▶ _ACTIVITY_:
The records below are to be transcribed exactly as they appear.

▶ _RECORDS FOR PROCESSING_:

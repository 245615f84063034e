use vuegen::naming::{capitalize, format_object_name};
use vuegen::request::ObjectType;

#[test]
fn test_hyphenated_name_unchanged() {
    assert_eq!(
        format_object_name("my-component", ObjectType::Component),
        "my-component"
    );
}

#[test]
fn test_camel_case_name_unchanged() {
    assert_eq!(format_object_name("MyWidget", ObjectType::Component), "MyWidget");
    assert_eq!(format_object_name("MyWidget2Go", ObjectType::Component), "MyWidget2Go");
}

#[test]
fn test_capitalized_single_word_gets_type_suffix() {
    assert_eq!(format_object_name("Foo", ObjectType::Component), "FooComponent");
}

#[test]
fn test_inner_capital_gets_leading_capital() {
    assert_eq!(format_object_name("fooBar", ObjectType::Component), "FooBar");
}

#[test]
fn test_all_lowercase_gets_hyphenated_suffix() {
    assert_eq!(
        format_object_name("widget", ObjectType::Component),
        "widget-component"
    );
}

#[test]
fn test_non_component_types_pass_through() {
    assert_eq!(format_object_name("anything", ObjectType::Interface), "anything");
    assert_eq!(format_object_name("user", ObjectType::Model), "user");
    assert_eq!(format_object_name("Foo", ObjectType::Service), "Foo");
}

#[test]
fn test_capitalize() {
    assert_eq!(capitalize("component"), "Component");
    assert_eq!(capitalize(""), "");
}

▶ _SOLUTION FOR THIS TASK_:
repository 245615f84063034e
use vuegen::naming::{capitalize, format_object_name};
use vuegen::request::ObjectType;

#[test]
fn test_hyphenated_name_unchanged() {
    assert_eq!(
        format_object_name("my-component", ObjectType::Component),
        "my-component"
    );
}

#[test]
fn test_camel_case_name_unchanged() {
    assert_eq!(format_object_name("MyWidget", ObjectType::Component), "MyWidget");
    assert_eq!(format_object_name("MyWidget2Go", ObjectType::Component), "MyWidget2Go");
}

#[test]
fn test_capitalized_single_word_gets_type_suffix() {
    assert_eq!(format_object_name("Foo", ObjectType::Component), "FooComponent");
}

#[test]
fn test_inner_capital_gets_leading_capital() {
    assert_eq!(format_object_name("fooBar", ObjectType::Component), "FooBar");
}

#[test]
fn test_all_lowercase_gets_hyphenated_suffix() {
    assert_eq!(
        format_object_name("widget", ObjectType::Component),
        "widget-component"
    );
}

#[test]
fn test_non_component_types_pass_through() {
    assert_eq!(format_object_name("anything", ObjectType::Interface), "anything");
    assert_eq!(format_object_name("user", ObjectType::Model), "user");
    assert_eq!(format_object_name("Foo", ObjectType::Service), "Foo");
}

#[test]
fn test_capitalize() {
    assert_eq!(capitalize("component"), "Component");
    assert_eq!(capitalize(""), "");
}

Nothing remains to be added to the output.